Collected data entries
== Segment start ==
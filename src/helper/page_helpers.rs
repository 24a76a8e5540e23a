use crate::helper::action_result::ActionError;
use crate::helper::public_helpers::{self, ViewTracking};
use crate::helper::sanitization_helpers::render_markdown;
use crate::listing::window::PagerView;
use crate::models::pagination::{PageRequest, PAGE_SIZES};
use crate::models::Category;
use redb::Database;
use tera::{Context, Tera};
use thiserror::Error;

/// Pages linked around the current one in the list pager.
pub const PAGER_WIDTH: u32 = 5;
/// Comments shown on a post page.
const POST_PAGE_COMMENTS: u32 = 50;

#[derive(Error, Debug)]
pub enum PageError {
    #[error(transparent)]
    Action(#[from] ActionError),
    #[error("Template error: {0}")]
    Template(#[from] tera::Error),
}

/// The public post list: one page of published posts, the pager and the
/// category tabs with their totals.
pub fn render_post_list(
    tera: &Tera,
    db: &Database,
    request: PageRequest,
    search: Option<&str>,
    category: Option<Category>,
) -> Result<String, PageError> {
    let posts = public_helpers::get_published_posts(db, request, search, category)?;
    let counts = public_helpers::get_post_counts_by_category(db)?;
    let total_pages = u32::try_from(posts.pagination.total_pages).unwrap_or(u32::MAX);
    let pager = PagerView::new(request.page(), total_pages, PAGER_WIDTH);

    let mut ctx = Context::new();
    ctx.insert("posts", &posts.items);
    ctx.insert("pagination", &posts.pagination);
    ctx.insert("pager", &pager);
    ctx.insert("counts", &counts);
    ctx.insert("categories", &Category::ALL.map(|c| c.as_str()));
    ctx.insert("category", category.map(|c| c.as_str()).unwrap_or(""));
    ctx.insert("search", &search.map(str::trim).unwrap_or(""));
    ctx.insert("limit", &request.limit());
    ctx.insert("page_sizes", &PAGE_SIZES);
    Ok(tera.render("public/index.html", &ctx)?)
}

/// A post page. Cached renders are shared between visitors, so rendering
/// does not count a view.
pub fn render_post_page(tera: &Tera, db: &Database, slug: &str) -> Result<String, PageError> {
    let detail = public_helpers::get_post_detail(db, slug, ViewTracking::Skip)?;
    let request = PageRequest::new(Some(1), Some(POST_PAGE_COMMENTS)).map_err(ActionError::from)?;
    let comments = public_helpers::get_active_comments(db, slug, request)?;

    let mut ctx = Context::new();
    ctx.insert("description_html", &render_markdown(&detail.post.description));
    ctx.insert("post", &detail.post);
    ctx.insert("parking_label", &detail.store.as_ref().map(|s| s.parking_status.label()));
    ctx.insert("store", &detail.store);
    ctx.insert("comment_count", &detail.comment_count);
    ctx.insert("comments", &comments.items);
    Ok(tera.render("public/post.html", &ctx)?)
}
== Segment end ==
_What to do_. Exactly the lines running from the top of the records to the line that contains "the list pager.", inclusive, must be set down, and nothing more.

_Reply to the task_.
filename src/helper/page_helpers.rs
repository 24a76a8e5540e23a
use crate::helper::action_result::ActionError;
use crate::helper::public_helpers::{self, ViewTracking};
use crate::helper::sanitization_helpers::render_markdown;
use crate::listing::window::PagerView;
use crate::models::pagination::{PageRequest, PAGE_SIZES};
use crate::models::Category;
use redb::Database;
use tera::{Context, Tera};
use thiserror::Error;

/// Pages linked around the current one in the list pager.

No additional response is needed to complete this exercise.